Collection entries
..............................
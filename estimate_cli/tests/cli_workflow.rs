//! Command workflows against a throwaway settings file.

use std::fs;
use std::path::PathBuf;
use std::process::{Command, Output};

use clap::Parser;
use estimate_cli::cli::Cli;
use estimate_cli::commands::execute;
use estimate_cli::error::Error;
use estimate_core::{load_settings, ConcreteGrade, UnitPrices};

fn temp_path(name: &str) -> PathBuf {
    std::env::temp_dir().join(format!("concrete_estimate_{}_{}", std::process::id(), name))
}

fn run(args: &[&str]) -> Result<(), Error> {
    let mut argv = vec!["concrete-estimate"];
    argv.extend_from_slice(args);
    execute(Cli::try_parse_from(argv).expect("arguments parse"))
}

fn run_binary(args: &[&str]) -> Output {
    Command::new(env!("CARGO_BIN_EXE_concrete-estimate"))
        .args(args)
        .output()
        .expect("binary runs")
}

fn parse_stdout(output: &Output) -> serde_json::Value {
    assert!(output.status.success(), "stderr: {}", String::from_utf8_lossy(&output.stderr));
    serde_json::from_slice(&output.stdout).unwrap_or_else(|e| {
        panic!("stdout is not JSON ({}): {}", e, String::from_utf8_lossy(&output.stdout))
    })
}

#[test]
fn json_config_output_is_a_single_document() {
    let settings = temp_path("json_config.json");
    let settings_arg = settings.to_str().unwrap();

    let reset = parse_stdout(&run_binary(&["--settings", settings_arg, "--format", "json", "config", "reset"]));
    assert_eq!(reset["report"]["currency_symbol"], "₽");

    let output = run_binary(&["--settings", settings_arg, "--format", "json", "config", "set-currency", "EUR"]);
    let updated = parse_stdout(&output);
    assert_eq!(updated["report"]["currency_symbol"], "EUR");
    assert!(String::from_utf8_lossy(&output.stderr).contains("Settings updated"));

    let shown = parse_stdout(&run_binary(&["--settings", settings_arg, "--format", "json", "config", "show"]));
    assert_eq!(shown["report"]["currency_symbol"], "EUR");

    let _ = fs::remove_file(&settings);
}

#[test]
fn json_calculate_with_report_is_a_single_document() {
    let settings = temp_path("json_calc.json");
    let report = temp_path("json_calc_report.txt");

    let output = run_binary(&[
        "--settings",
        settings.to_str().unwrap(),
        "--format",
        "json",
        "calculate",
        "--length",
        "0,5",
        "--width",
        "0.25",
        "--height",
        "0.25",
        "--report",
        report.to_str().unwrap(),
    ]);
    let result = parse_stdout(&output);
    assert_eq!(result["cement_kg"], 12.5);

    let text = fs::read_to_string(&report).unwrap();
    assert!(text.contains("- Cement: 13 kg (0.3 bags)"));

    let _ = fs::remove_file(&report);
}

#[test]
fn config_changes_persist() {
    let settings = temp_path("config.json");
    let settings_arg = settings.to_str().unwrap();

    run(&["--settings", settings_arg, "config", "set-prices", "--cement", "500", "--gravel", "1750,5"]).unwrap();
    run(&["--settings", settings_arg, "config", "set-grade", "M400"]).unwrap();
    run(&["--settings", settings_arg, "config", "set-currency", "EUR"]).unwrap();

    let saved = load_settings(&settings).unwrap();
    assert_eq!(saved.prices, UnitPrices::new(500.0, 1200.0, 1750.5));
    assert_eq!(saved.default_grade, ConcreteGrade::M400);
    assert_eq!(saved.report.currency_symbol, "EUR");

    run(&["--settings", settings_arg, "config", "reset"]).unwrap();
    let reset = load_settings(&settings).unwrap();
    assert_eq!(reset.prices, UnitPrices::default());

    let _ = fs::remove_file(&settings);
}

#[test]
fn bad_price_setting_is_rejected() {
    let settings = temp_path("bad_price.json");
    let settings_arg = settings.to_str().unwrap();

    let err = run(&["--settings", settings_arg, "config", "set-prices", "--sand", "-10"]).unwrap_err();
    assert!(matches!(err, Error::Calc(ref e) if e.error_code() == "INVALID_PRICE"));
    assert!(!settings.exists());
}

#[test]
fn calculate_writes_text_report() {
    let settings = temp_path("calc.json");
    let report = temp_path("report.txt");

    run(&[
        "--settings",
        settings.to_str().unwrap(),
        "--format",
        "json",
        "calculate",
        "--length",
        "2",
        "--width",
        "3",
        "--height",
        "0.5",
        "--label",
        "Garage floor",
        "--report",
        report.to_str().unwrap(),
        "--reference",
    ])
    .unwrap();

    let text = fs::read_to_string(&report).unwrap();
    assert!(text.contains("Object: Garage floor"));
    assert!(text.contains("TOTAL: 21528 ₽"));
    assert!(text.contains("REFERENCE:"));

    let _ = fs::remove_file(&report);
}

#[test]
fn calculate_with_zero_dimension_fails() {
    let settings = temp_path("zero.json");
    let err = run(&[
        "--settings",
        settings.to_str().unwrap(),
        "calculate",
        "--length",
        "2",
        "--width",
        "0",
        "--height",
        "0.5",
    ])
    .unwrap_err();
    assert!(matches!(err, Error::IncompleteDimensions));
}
..............................
What to produce
Give an exact copy of the lines above, from the top of the records to the line that contains "use estimate_cli::commands::execute;", taking in both ends.

Answer to the exercise
filename estimate_cli/tests/cli_workflow.rs
//! Command workflows against a throwaway settings file.

use std::fs;
use std::path::PathBuf;
use std::process::{Command, Output};

use clap::Parser;
use estimate_cli::cli::Cli;
use estimate_cli::commands::execute;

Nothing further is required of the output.